Hayat aslında kendisi bir sınavdır. Bu sınavın başarılı öğrencileri
olmaksa çalışmayı sindirmekle mümkün olur. Yarınımızın bugünümüzden bir
farkı olsun istiyorsak çalışmayı elden bırakmamalı kararlı bir şekilde
umut dolu bakışlarla geleceğe hükmetmek istiyorsak çalışkanlıktan asla
vazgeçmemeliyiz.
24
VATANSEVERLİK
KAHRAMANLIĞA GEREK YOK Vatanını ve milletini en çok seven görevini en iyi yapandır.

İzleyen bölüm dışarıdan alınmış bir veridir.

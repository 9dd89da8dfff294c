//! Plain-text normalization helpers shared by the extractor and the
//! traversal controllers.

/// Joins raw text pieces into normalized output: every piece is split on
/// newlines, each line trimmed, and empty lines dropped, so the result has
/// one non-empty block per line with no blank runs.
pub fn tidy_lines(pieces: &[String]) -> String {
    let mut lines: Vec<&str> = Vec::new();
    for piece in pieces {
        for line in piece.lines() {
            let trimmed = line.trim();
            if !trimmed.is_empty() {
                lines.push(trimmed);
            }
        }
    }
    lines.join("\n")
}

/// Collapses all whitespace runs in a fragment into single spaces
pub fn normalize_inline(fragment: &str) -> String {
    fragment.split_whitespace().collect::<Vec<_>>().join(" ")
}

/// First `max_chars` characters of `text` (the whole text when shorter).
///
/// Bounded by characters, not bytes, so multi-byte content never splits.
pub fn bounded_prefix(text: &str, max_chars: usize) -> &str {
    match text.char_indices().nth(max_chars) {
        Some((idx, _)) => &text[..idx],
        None => text,
    }
}

#[cfg(test)]
mod tests {
    use super::*;

    #[test]
    fn test_tidy_lines_drops_blank_runs() {
        let pieces = vec![
            "  First block  ".to_string(),
            "\n\n".to_string(),
            "Second\n\n\nThird".to_string(),
        ];
        assert_eq!(tidy_lines(&pieces), "First block\nSecond\nThird");
    }

    #[test]
    fn test_tidy_lines_empty_input() {
        assert_eq!(tidy_lines(&[]), "");
        assert_eq!(tidy_lines(&["   \n  ".to_string()]), "");
    }

    #[test]
    fn test_normalize_inline() {
        assert_eq!(normalize_inline("  a \t b\nc  "), "a b c");
    }

    #[test]
    fn test_bounded_prefix_by_characters() {
        assert_eq!(bounded_prefix("hello", 10), "hello");
        assert_eq!(bounded_prefix("hello", 3), "hel");
        // multi-byte characters count as one
        assert_eq!(bounded_prefix("ééééé", 3), "ééé");
    }
}
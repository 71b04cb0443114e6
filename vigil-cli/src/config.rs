//! Scenario configuration: the restart targets a `vigil` run drives.

use std::fs;
use std::path::{Path, PathBuf};
use std::time::Duration;

use anyhow::{Context, Result};
use serde::{Deserialize, Serialize};

use vigil_remote::exec::SshExec;
use vigil_remote::health::RestartTarget;

/// Root of the scenario YAML.
#[derive(Debug, Clone, Serialize, Deserialize)]
pub struct ScenarioConfig {
    #[serde(default)]
    pub targets: Vec<TargetConfig>,
}

/// One daemon to restart and validate.
#[derive(Debug, Clone, Serialize, Deserialize)]
pub struct TargetConfig {
    pub name: String,
    pub host: String,
    pub process: String,
    pub health_port: u16,
    #[serde(default, skip_serializing_if = "Option::is_none")]
    pub user: Option<String>,
    #[serde(default = "default_ssh_port")]
    pub ssh_port: u16,
    #[serde(default = "default_poll_interval_secs")]
    pub poll_interval_secs: u64,
    #[serde(default = "default_poll_timeout_secs")]
    pub poll_timeout_secs: u64,
}

impl ScenarioConfig {
    pub fn load(path: &Path) -> Result<Self> {
        let raw = fs::read_to_string(path)
            .with_context(|| format!("failed to read scenario config at {}", path.display()))?;
        serde_yaml::from_str(&raw)
            .with_context(|| format!("failed to parse scenario config at {}", path.display()))
    }
}

impl TargetConfig {
    pub fn restart_target(&self) -> RestartTarget {
        RestartTarget::new(self.host.as_str(), self.process.as_str(), self.health_port)
            .with_poll_interval(Duration::from_secs(self.poll_interval_secs))
            .with_poll_timeout(Duration::from_secs(self.poll_timeout_secs))
    }

    pub fn ssh_exec(&self) -> SshExec {
        let exec = SshExec::new().with_port(self.ssh_port);
        match &self.user {
            Some(user) => exec.with_user(user.clone()),
            None => exec,
        }
    }
}

/// Explicit path if given, otherwise `~/.vigil/scenario.yaml`.
pub fn scenario_path(explicit: Option<&Path>) -> Result<PathBuf> {
    if let Some(path) = explicit {
        return Ok(path.to_path_buf());
    }
    let home = dirs::home_dir().context("could not determine home directory")?;
    Ok(home.join(".vigil").join("scenario.yaml"))
}

fn default_ssh_port() -> u16 {
    22
}

fn default_poll_interval_secs() -> u64 {
    5
}

fn default_poll_timeout_secs() -> u64 {
    600
}
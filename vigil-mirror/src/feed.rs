//! Entity feed seam: an initial full snapshot plus an unbounded sequence of
//! incremental transitions, already filtered to the entities of interest.

use async_trait::async_trait;
use tokio::sync::{mpsc, Mutex};

use vigil_core::types::{TrackedEntity, Transition};

use crate::error::MirrorError;

/// One established subscription: the list snapshot taken at subscribe time
/// and the channel of transitions observed after it.
#[derive(Debug)]
pub struct FeedSubscription {
    pub snapshot: Vec<TrackedEntity>,
    pub updates: mpsc::Receiver<Transition>,
}

/// An external list+watch source. Label filtering is the feed's concern;
/// the mirror consumes whatever the subscription delivers.
#[async_trait]
pub trait EntityFeed: Send + Sync + 'static {
    async fn subscribe(&self) -> Result<FeedSubscription, MirrorError>;
}

/// In-memory feed backed by a tokio channel. The returned [`FeedHandle`]
/// pushes transitions into the single subscription; dropping it ends the
/// feed, which the mirror reports as an interruption.
pub struct ChannelFeed {
    snapshot: Vec<TrackedEntity>,
    updates: Mutex<Option<mpsc::Receiver<Transition>>>,
}

impl ChannelFeed {
    pub fn new(snapshot: Vec<TrackedEntity>) -> (Self, FeedHandle) {
        let (tx, rx) = mpsc::channel(64);
        let feed = Self {
            snapshot,
            updates: Mutex::new(Some(rx)),
        };
        (feed, FeedHandle { tx })
    }
}

#[async_trait]
impl EntityFeed for ChannelFeed {
    async fn subscribe(&self) -> Result<FeedSubscription, MirrorError> {
        let updates = self
            .updates
            .lock()
            .await
            .take()
            .ok_or_else(|| MirrorError::Feed("channel feed already subscribed".to_string()))?;
        Ok(FeedSubscription {
            snapshot: self.snapshot.clone(),
            updates,
        })
    }
}

/// Producer side of a [`ChannelFeed`].
#[derive(Clone)]
pub struct FeedHandle {
    tx: mpsc::Sender<Transition>,
}

impl FeedHandle {
    pub async fn push(&self, transition: Transition) -> Result<(), MirrorError> {
        self.tx
            .send(transition)
            .await
            .map_err(|_| MirrorError::Feed("feed consumer dropped".to_string()))
    }
}

#[cfg(test)]
mod tests {
    use super::*;

    use vigil_core::types::Phase;

    #[tokio::test]
    async fn subscription_delivers_snapshot_then_updates() {
        let initial = vec![TrackedEntity::new("ns/a", Phase::Running)];
        let (feed, handle) = ChannelFeed::new(initial.clone());

        let mut subscription = feed.subscribe().await.expect("subscribe");
        assert_eq!(subscription.snapshot, initial);

        handle
            .push(Transition::Added(TrackedEntity::new("ns/b", Phase::Pending)))
            .await
            .expect("push");
        let transition = subscription.updates.recv().await.expect("recv");
        assert_eq!(transition.entity().key.0, "ns/b");
    }

    #[tokio::test]
    async fn second_subscription_is_rejected() {
        let (feed, _handle) = ChannelFeed::new(Vec::new());
        feed.subscribe().await.expect("first subscribe");
        let err = feed.subscribe().await.expect_err("second must fail");
        assert!(matches!(err, MirrorError::Feed(_)));
    }

    #[tokio::test]
    async fn push_fails_after_consumer_dropped() {
        let (feed, handle) = ChannelFeed::new(Vec::new());
        let subscription = feed.subscribe().await.expect("subscribe");
        drop(subscription);

        let err = handle
            .push(Transition::Deleted(TrackedEntity::new("ns/a", Phase::Failed)))
            .await
            .expect_err("consumer gone");
        assert!(matches!(err, MirrorError::Feed(_)));
    }
}
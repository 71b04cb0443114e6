//! Remote command execution seam.
//!
//! [`SshExec`] reaches a daemon's node over ssh; [`LocalExec`] runs the same
//! commands through `sh -c` for scenarios where the harness runs on the node
//! itself. Both capture exit code, stdout, and stderr.

use std::process::Stdio;

use async_trait::async_trait;
use tokio::process::Command;

use vigil_core::types::HostName;

use crate::error::ExecError;

/// Captured result of one remote command.
#[derive(Debug, Clone)]
pub struct ExecOutput {
    pub code: i32,
    pub stdout: String,
    pub stderr: String,
}

impl ExecOutput {
    pub fn success(&self) -> bool {
        self.code == 0
    }
}

/// Executes a shell command on a named host.
#[async_trait]
pub trait RemoteExec: Send + Sync {
    async fn execute(&self, host: &HostName, command: &str) -> Result<ExecOutput, ExecError>;
}

/// ssh-based executor. Non-interactive: `BatchMode` so a missing key fails
/// fast instead of prompting.
#[derive(Debug, Clone)]
pub struct SshExec {
    pub user: Option<String>,
    pub port: u16,
}

impl Default for SshExec {
    fn default() -> Self {
        Self {
            user: None,
            port: 22,
        }
    }
}

impl SshExec {
    pub fn new() -> Self {
        Self::default()
    }

    pub fn with_user(mut self, user: impl Into<String>) -> Self {
        self.user = Some(user.into());
        self
    }

    pub fn with_port(mut self, port: u16) -> Self {
        self.port = port;
        self
    }

    fn destination(&self, host: &HostName) -> String {
        match &self.user {
            Some(user) => format!("{user}@{host}"),
            None => host.to_string(),
        }
    }
}

#[async_trait]
impl RemoteExec for SshExec {
    async fn execute(&self, host: &HostName, command: &str) -> Result<ExecOutput, ExecError> {
        let output = Command::new("ssh")
            .arg("-o")
            .arg("BatchMode=yes")
            .arg("-o")
            .arg("StrictHostKeyChecking=no")
            .arg("-p")
            .arg(self.port.to_string())
            .arg(self.destination(host))
            .arg(command)
            .stdin(Stdio::null())
            .output()
            .await
            .map_err(|source| ExecError::Spawn {
                host: host.to_string(),
                source,
            })?;

        Ok(capture(output))
    }
}

/// Same-host executor: runs the command through `sh -c`, ignoring the host
/// argument. Useful when the harness runs on the node under test.
#[derive(Debug, Clone, Default)]
pub struct LocalExec;

#[async_trait]
impl RemoteExec for LocalExec {
    async fn execute(&self, host: &HostName, command: &str) -> Result<ExecOutput, ExecError> {
        let output = Command::new("sh")
            .arg("-c")
            .arg(command)
            .stdin(Stdio::null())
            .output()
            .await
            .map_err(|source| ExecError::Spawn {
                host: host.to_string(),
                source,
            })?;

        Ok(capture(output))
    }
}

fn capture(output: std::process::Output) -> ExecOutput {
    ExecOutput {
        // Terminated-by-signal has no exit code; fold it into a failure.
        code: output.status.code().unwrap_or(-1),
        stdout: String::from_utf8_lossy(&output.stdout).to_string(),
        stderr: String::from_utf8_lossy(&output.stderr).to_string(),
    }
}
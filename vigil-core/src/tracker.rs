//! Serial history of entity lifecycle events.
//!
//! The tracker exists to capture anomalies and transitions around a daemon
//! restart, not routine confirmation traffic: `Updated` events for entities
//! already in the steady-state phase are suppressed, everything else is
//! recorded append-only in arrival order.

use std::fmt::Write as _;
use std::sync::Mutex;

use chrono::{DateTime, Utc};

use crate::types::{Phase, TrackedEntity, Transition, TransitionKind};

/// One recorded transition. Immutable once inserted; later events supersede
/// it under a new key rather than mutating it.
#[derive(Debug, Clone, PartialEq, Eq)]
pub struct LifecycleEvent {
    /// Timestamp-qualified sortable key: `[<time>] <KIND>: <entity>`.
    pub key: String,
    pub kind: TransitionKind,
    pub entity: TrackedEntity,
    pub recorded_at: DateTime<Utc>,
}

/// Thread-safe, append-only event store. One writer (the feed task) and any
/// number of readers share it behind `&self`; the single lock is held only
/// for the store operation itself.
#[derive(Debug, Default)]
pub struct EventTracker {
    events: Mutex<Vec<LifecycleEvent>>,
}

impl EventTracker {
    pub fn new() -> Self {
        Self::default()
    }

    /// Record one transition for an entity. `Updated` in the steady-state
    /// phase is suppressed; `Added` and `Deleted` are always recorded.
    pub fn remember(&self, entity: &TrackedEntity, kind: TransitionKind) {
        if kind == TransitionKind::Updated && entity.phase == Phase::Running {
            return;
        }

        let recorded_at = Utc::now();
        let key = format!(
            "[{}] {}: {}",
            recorded_at.format("%Y-%m-%dT%H:%M:%S%.9fZ"),
            kind,
            entity.key,
        );
        let event = LifecycleEvent {
            key,
            kind,
            entity: entity.clone(),
            recorded_at,
        };

        let mut events = self.events.lock().expect("event store lock poisoned");
        events.push(event);
    }

    /// Single handler for feed transitions; records the latest snapshot.
    pub fn record(&self, transition: &Transition) {
        self.remember(transition.entity(), transition.kind());
    }

    /// All recorded keys, in insertion order.
    pub fn list_keys(&self) -> Vec<String> {
        let events = self.events.lock().expect("event store lock poisoned");
        events.iter().map(|event| event.key.clone()).collect()
    }

    /// Snapshot of all recorded events, in insertion order.
    pub fn events(&self) -> Vec<LifecycleEvent> {
        let events = self.events.lock().expect("event store lock poisoned");
        events.clone()
    }

    pub fn len(&self) -> usize {
        let events = self.events.lock().expect("event store lock poisoned");
        events.len()
    }

    pub fn is_empty(&self) -> bool {
        self.len() == 0
    }

    /// Human-readable multi-line summary for failure diagnostics: one line
    /// per retained event with the phase and host seen at that moment.
    pub fn render(&self) -> String {
        let events = self.events.lock().expect("event store lock poisoned");
        let mut out = String::new();
        for event in events.iter() {
            let host = event
                .entity
                .host
                .as_ref()
                .map(|host| host.0.as_str())
                .unwrap_or("<unassigned>");
            let _ = writeln!(
                out,
                "{} phase={} host={}",
                event.key, event.entity.phase, host
            );
        }
        out
    }
}
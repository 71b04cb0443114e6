//! Before/after invariant checks over key-sets and restart counters.

use std::collections::{BTreeMap, BTreeSet};
use std::sync::Arc;

use crate::error::InvariantViolation;
use crate::tracker::EventTracker;
use crate::types::{EntityKey, HostName, TrackedEntity};

/// True iff `after` covers exactly the same entity identities as `before`:
/// a superset of equal cardinality. Entities may have been replaced in
/// place under the same key; none may have been created or removed.
pub fn replica_set_unchanged(before: &BTreeSet<EntityKey>, after: &BTreeSet<EntityKey>) -> bool {
    after.len() == before.len() && after.is_superset(before)
}

/// Aggregate observed restart counters per assigned host. Entities without
/// a host assignment are skipped: there is no host to attribute them to.
pub fn restart_counts_by_host<'a, I>(entities: I) -> BTreeMap<HostName, u64>
where
    I: IntoIterator<Item = &'a TrackedEntity>,
{
    let mut counts = BTreeMap::new();
    for entity in entities {
        let Some(host) = &entity.host else { continue };
        *counts.entry(host.clone()).or_insert(0) += entity.restart_count;
    }
    counts
}

/// Checks post-restart invariants and attaches the full event render to any
/// violation for diagnosis.
pub struct InvariantChecker {
    tracker: Arc<EventTracker>,
}

impl InvariantChecker {
    pub fn new(tracker: Arc<EventTracker>) -> Self {
        Self { tracker }
    }

    /// The identity set of tracked entities must be unchanged across the
    /// restart window.
    pub fn no_replicas_changed(
        &self,
        before: &BTreeSet<EntityKey>,
        after: &BTreeSet<EntityKey>,
    ) -> Result<(), InvariantViolation> {
        if replica_set_unchanged(before, after) {
            return Ok(());
        }

        let created = join_keys(after.difference(before));
        let removed = join_keys(before.difference(after));
        Err(InvariantViolation::ReplicasChanged {
            before_count: before.len(),
            after_count: after.len(),
            created,
            removed,
            events: self.tracker.render(),
        })
    }

    /// Restart counters observed before and after must be equal; any delta
    /// is fatal and reported per offending host. Hosts present on only one
    /// side count from zero on the missing side.
    pub fn no_unexpected_restarts(
        &self,
        before: &BTreeMap<HostName, u64>,
        after: &BTreeMap<HostName, u64>,
    ) -> Result<(), InvariantViolation> {
        let hosts: BTreeSet<&HostName> = before.keys().chain(after.keys()).collect();

        let mut deltas = Vec::new();
        for host in hosts {
            let observed_before = before.get(host).copied().unwrap_or(0);
            let observed_after = after.get(host).copied().unwrap_or(0);
            if observed_before != observed_after {
                deltas.push(format!("{host}: {observed_before} -> {observed_after}"));
            }
        }

        if deltas.is_empty() {
            return Ok(());
        }

        Err(InvariantViolation::UnexpectedRestarts {
            deltas: deltas.join(", "),
            events: self.tracker.render(),
        })
    }
}

fn join_keys<'a, I>(keys: I) -> String
where
    I: Iterator<Item = &'a EntityKey>,
{
    keys.map(ToString::to_string)
        .collect::<Vec<_>>()
        .join(", ")
}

Sorumluluklarını bilen görevini düzgün şekilde yerine getiren insanın
çevresine faydalı olacağı için otomatikman vatanına da faydası olacaktır.
Dilimizle hep zikrettiğimiz ‘ben vatanımı seviyorum, ben
milliyetçiyim, vatan için canım feda’ gibi söylemler vatanperver olmak
için yeterli değildir. Davranışlarımızla, yaptıklarımızla bunu ispatlamak
gerekir. Gereksiz yere yanan bir lambayı söndürmek, insanların
hizmetine sunulmuş eşyaları kullanırken ölçülü olmak, hor kullanmamak,
kamu mallarına zarar vermemek, kendi çıkarlarını toplumun menfaatlerinin
üstünde tutmamak vatan sevgisinin basit birer tezahürüdür. İllaki
kahramanlık yapmaya gerek yok.
Vatan ve millet denilen gerçek ancak ve ancak onurlu fedakâr insanların
hâkim olduğu yerlerde nasıl kimliğini kazanacaktır. Yalan söylemeyen
hırsızlık yapmayan dürüst düşüncelerinden ödün vermeyen kendine saygısı
olan insan onurlu insandır. Yine kendisini topluma yararlı olma
noktasında fazla düşünmeyen, benin ötesinde biz duygusuyla hareket eden
insan da fedakâr insandır. Bu özelliklerini karakter haline getirmiş
insanlar vatanını seven ve vatanına bağlı olanlardır. Her birey
sorumluluklarının farkında olmalı, kendisine mevki makam verilmişe o
mevki ve makamın omuzlarına yüklediği yükü layıkıyla taşıyabilmeli her
zaman öne çıkmak değil de arka planda kalmanın onu güçlü kılacağını
unutmamalı toplumun değerlerine sahip çıkmalıdır.
SEVGİ
SEVGİNİN SİHRİ Sevgi yalın anlamıyla bir duygu ve heyecan türüdür. Sevgi, insanın bir
şeye ya da bir kimseye karşı yakın ilgi ve bağlılık göstermesine denir.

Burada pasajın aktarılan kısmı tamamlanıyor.